▸ **Goal of the exercise**
Provide only the number of lines below that hold "CpInfo".

▸ **Data extracts**

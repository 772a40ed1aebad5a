mod common;

use jdecode_class_file::{
    attributes::{Attribute, AttributeKind},
    descriptor::{BaseType, FieldType, TypeTag},
    AccessFlags, ClassFile, ClassFileError, Parser,
};

use common::{attribute, u16s, ClassBuilder};

fn with_class_file(f: impl FnOnce(ClassFile)) {
    common::init_logger();
    f(Parser::new(&common::my_class()).parse().unwrap());
}

#[test]
fn test_header() {
    with_class_file(|class_file| {
        assert_eq!(0xCAFEBABE, class_file.magic);
        assert_eq!(61, class_file.version().major);
        assert_eq!(0, class_file.version().minor);
    });
}

#[test]
fn test_super_class() {
    with_class_file(|class_file| {
        assert_eq!(Some("java/lang/Object"), class_file.super_class().unwrap())
    });
}

#[test]
fn test_class_name() {
    with_class_file(|class_file| assert_eq!("my/MyClass", class_file.class_name().unwrap()));
}

#[test]
fn test_class_access_flags() {
    with_class_file(|class_file| {
        assert_eq!(
            AccessFlags::PUBLIC | AccessFlags::SUPER,
            class_file.access_flags()
        )
    });
}

#[test]
fn test_interface_names() {
    with_class_file(|class_file| {
        assert_eq!(
            vec!["java/io/Serializable"],
            class_file.interface_names().unwrap()
        )
    });
}

#[test]
fn test_source_file() {
    with_class_file(|class_file| {
        assert_eq!(Some("MyClass.java"), class_file.source_file().unwrap())
    });
}

#[test]
fn test_field_name() {
    with_class_file(|class_file| {
        assert_eq!(
            "myField",
            class_file.field_name(&class_file.fields()[0]).unwrap()
        )
    });
}

#[test]
fn test_int_field_descriptor() {
    with_class_file(|class_file| {
        let descriptor = class_file.field_descriptor(&class_file.fields()[0]).unwrap();

        assert_eq!("I", descriptor.descriptor);
        assert_eq!(TypeTag::Base(BaseType::Int), descriptor.type_tag);
        assert_eq!(FieldType::Base(BaseType::Int), descriptor.field_type);
        assert_eq!("private final ", descriptor.modifiers);
        assert_eq!("private final int myField;", descriptor.text);
    });
}

#[test]
fn test_field_access_flags() {
    with_class_file(|class_file| {
        assert_eq!(
            AccessFlags::FINAL | AccessFlags::PRIVATE,
            class_file.fields()[0].access_flags
        )
    });
}

#[test]
fn test_field_attributes_are_decoded() {
    with_class_file(|class_file| {
        let field = &class_file.fields()[0];

        assert_eq!(Some(18), field.constant_value_index());
        assert_eq!(
            Some(42),
            match class_file.constant_pool()[18] {
                jdecode_class_file::CpInfo::Integer(value) => Some(value),
                _ => None,
            }
        );
    });
}

#[test]
fn test_constructor_name() {
    with_class_file(|class_file| {
        assert_eq!(
            "<init>",
            class_file.method_name(&class_file.methods()[0]).unwrap()
        )
    });
}

#[test]
fn test_constructor_descriptor() {
    with_class_file(|class_file| {
        let descriptor = class_file
            .method_descriptor(&class_file.methods()[0])
            .unwrap();

        assert_eq!("()V", descriptor.descriptor);
        assert!(descriptor.signature.parameter_types.is_empty());
        assert_eq!("public void <init>();", descriptor.text);
    });
}

#[test]
fn test_method_name() {
    with_class_file(|class_file| {
        assert_eq!(
            "add",
            class_file.method_name(&class_file.methods()[1]).unwrap()
        )
    });
}

#[test]
fn test_method_descriptor() {
    with_class_file(|class_file| {
        let descriptor = class_file
            .method_descriptor(&class_file.methods()[1])
            .unwrap();

        assert_eq!("(I)F", descriptor.descriptor);
        assert_eq!(
            vec![FieldType::Base(BaseType::Int)],
            descriptor.signature.parameter_types
        );
        assert_eq!(
            FieldType::Base(BaseType::Float),
            descriptor.signature.return_type
        );
        assert_eq!("public float add(int);", descriptor.text);
    });
}

#[test]
fn test_method_access_flags() {
    with_class_file(|class_file| {
        assert_eq!(AccessFlags::PUBLIC, class_file.methods()[1].access_flags)
    });
}

#[test]
fn test_method_code() {
    with_class_file(|class_file| {
        let code = class_file.methods()[1].code().unwrap();

        assert_eq!(2, code.max_stack);
        assert_eq!(2, code.max_locals);
        assert_eq!(vec![0x1b, 0x86, 0xae], code.code);
        assert_eq!(1, code.exception_table.len());
        assert_eq!(8, code.exception_table[0].catch_type);
    });
}

#[test]
fn test_method_exceptions() {
    with_class_file(|class_file| {
        assert_eq!(&[8], class_file.methods()[1].exceptions());
        assert!(class_file.methods()[0].exceptions().is_empty());
    });
}

#[test]
fn test_classes() {
    with_class_file(|class_file| {
        assert_eq!(
            vec!["my/MyClass$Inner", "my/MyClass"],
            class_file.classes()
        )
    });
}

#[test]
fn test_class_level_attributes() {
    with_class_file(|class_file| {
        assert_eq!(2, class_file.attributes.len());
        assert!(class_file
            .find_attribute(AttributeKind::InnerClasses)
            .is_some());
        assert!(class_file.find_attribute(AttributeKind::Deprecated).is_none());
    });
}

#[test]
fn test_decoding_is_deterministic() {
    let bytes = common::my_class();

    assert_eq!(
        ClassFile::parse(&bytes).unwrap(),
        ClassFile::parse(&bytes).unwrap()
    );
}

#[test]
fn test_decoding_with_nan_float_is_deterministic() {
    let mut b = ClassBuilder::new();
    let this_class = b.class("java/lang/Float");
    // Float.NaN as javac stores it.
    let nan = b.constant(4, &[0x7f, 0xc0, 0x00, 0x00], 1);
    let bytes = b.build(this_class, 0);

    let first = ClassFile::parse(&bytes).unwrap();
    let second = ClassFile::parse(&bytes).unwrap();

    assert_eq!(first, second);
    assert!(first.constant_pool()[nan].float_value().unwrap().is_nan());
}

#[test]
fn test_truncated_anywhere_is_out_of_bounds() {
    let bytes = common::my_class();

    for len in [0, 3, 9, 40, bytes.len() / 2, bytes.len() - 1] {
        assert!(
            matches!(
                ClassFile::parse(&bytes[..len]),
                Err(ClassFileError::OutOfBounds { .. })
            ),
            "truncated at {}",
            len
        );
    }
}

#[test]
fn test_trailing_bytes_are_rejected() {
    let mut bytes = common::my_class();
    let len = bytes.len();
    bytes.extend_from_slice(&[0, 0]);

    match ClassFile::parse(&bytes) {
        Err(ClassFileError::TrailingBytes { offset, remaining }) => {
            assert_eq!((len, 2), (offset, remaining))
        }
        other => panic!("expected TrailingBytes, got {:?}", other),
    }
}

#[test]
fn test_invalid_magic() {
    let mut bytes = common::my_class();
    bytes[0] = 0xCB;

    assert!(matches!(
        ClassFile::parse(&bytes),
        Err(ClassFileError::InvalidMagicIdentifier(0xCBFEBABE))
    ));
}

#[test]
fn test_zero_interfaces_are_dropped() {
    let mut b = ClassBuilder::new();
    let this_class = b.class("A");
    let runnable = b.class("java/lang/Runnable");
    b.interface(0);
    b.interface(runnable);

    let class_file = ClassFile::parse(&b.build(this_class, 0)).unwrap();

    assert_eq!(vec![runnable], class_file.interfaces);
    assert_eq!(None, class_file.super_class().unwrap());
}

#[test]
fn test_classes_skips_zero_inner_index_but_keeps_outer() {
    let mut b = ClassBuilder::new();
    let this_class = b.class("Outer");
    let inner_classes = b.utf8("InnerClasses");
    b.attribute(attribute(inner_classes, &u16s(&[1, 0, this_class, 0, 0])));

    let class_file = ClassFile::parse(&b.build(this_class, 0)).unwrap();

    assert_eq!(vec!["Outer"], class_file.classes());
}

#[test]
fn test_classes_logs_and_skips_unresolvable_entries() {
    common::init_logger();
    let mut b = ClassBuilder::new();
    let this_class = b.class("Outer");
    let inner_classes = b.utf8("InnerClasses");
    // inner_class_info_index points at a Utf8 entry instead of a Class entry.
    b.attribute(attribute(
        inner_classes,
        &u16s(&[1, inner_classes, this_class, 0, 0]),
    ));

    let class_file = ClassFile::parse(&b.build(this_class, 0)).unwrap();

    assert_eq!(vec!["Outer"], class_file.classes());
    assert!(matches!(
        class_file.try_classes(),
        Err(ClassFileError::UnexpectedConstantPoolEntry("Class", _))
    ));
}

#[test]
fn test_field_descriptor_with_array_of_objects() {
    let mut b = ClassBuilder::new();
    let this_class = b.class("A");
    b.field(0x0019, "NAMES", "[Ljava/lang/String;", &[]);

    let class_file = ClassFile::parse(&b.build(this_class, 0)).unwrap();
    let descriptor = class_file.field_descriptor(&class_file.fields()[0]).unwrap();

    assert_eq!(TypeTag::Array, descriptor.type_tag);
    assert_eq!(
        "public static final java.lang.String[] NAMES;",
        descriptor.text
    );
}

#[test]
fn test_method_descriptor_with_unknown_type_tag() {
    let mut b = ClassBuilder::new();
    let this_class = b.class("A");
    b.method(0x0001, "broken", "(X)V", &[]);

    let class_file = ClassFile::parse(&b.build(this_class, 0)).unwrap();

    assert!(matches!(
        class_file.method_descriptor(&class_file.methods()[0]),
        Err(ClassFileError::UnknownTypeTag(_))
    ));
}

#[test]
fn test_method_descriptor_text_for_main() {
    let mut b = ClassBuilder::new();
    let this_class = b.class("A");
    b.method(0x0009, "main", "([Ljava/lang/String;)V", &[]);

    let class_file = ClassFile::parse(&b.build(this_class, 0)).unwrap();

    assert_eq!(
        "public static void main(java.lang.String[]);",
        class_file
            .method_descriptor(&class_file.methods()[0])
            .unwrap()
            .text
    );
}

#[test]
fn test_access_flag_keywords_order() {
    assert_eq!(
        "public static final ",
        (AccessFlags::FINAL | AccessFlags::STATIC | AccessFlags::PUBLIC).to_keywords()
    );
    assert_eq!(
        "private volatile transient ",
        (AccessFlags::TRANSIENT | AccessFlags::PRIVATE | AccessFlags::VOLATILE).to_keywords()
    );
    assert_eq!(
        "public interface abstract ",
        AccessFlags::from_bits_truncate(0x0601).to_keywords()
    );
    assert_eq!("", AccessFlags::empty().to_keywords());
}

#[test]
fn test_deprecated_method_attribute() {
    let mut b = ClassBuilder::new();
    let this_class = b.class("A");
    let deprecated = b.utf8("Deprecated");
    b.method(0x0001, "old", "()V", &[attribute(deprecated, &[])]);

    let class_file = ClassFile::parse(&b.build(this_class, 0)).unwrap();

    assert_eq!(
        Some(&Attribute::Deprecated),
        class_file.methods()[0]
            .attributes
            .find(AttributeKind::Deprecated)
    );
}
// https://docs.oracle.com/javase/specs/jvms/se19/html/jvms-4.html

#[macro_use]
mod constant_pool;
mod access_flags;
pub mod attributes;
mod class_file;
pub mod diagnostics;
mod error;
mod parser;
pub mod reader;

pub use self::class_file::{
    ClassFile, FieldDescriptor, FieldInfo, MethodDescriptor, MethodInfo, Version,
};
pub use access_flags::AccessFlags;
pub use constant_pool::{
    ClassInfo, ConstantPool, CpInfo, InvokeDynamicInfo, MethodHandleInfo, MethodTypeInfo,
    NameAndTypeInfo, RefInfo,
};
pub use diagnostics::{Diagnostic, Diagnostics, Policy};
pub use error::ClassFileError;
pub use jdecode_descriptor as descriptor;
pub use parser::Parser;

pub type Result<T, E = ClassFileError> = std::result::Result<T, E>;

▸ **Completed task**
2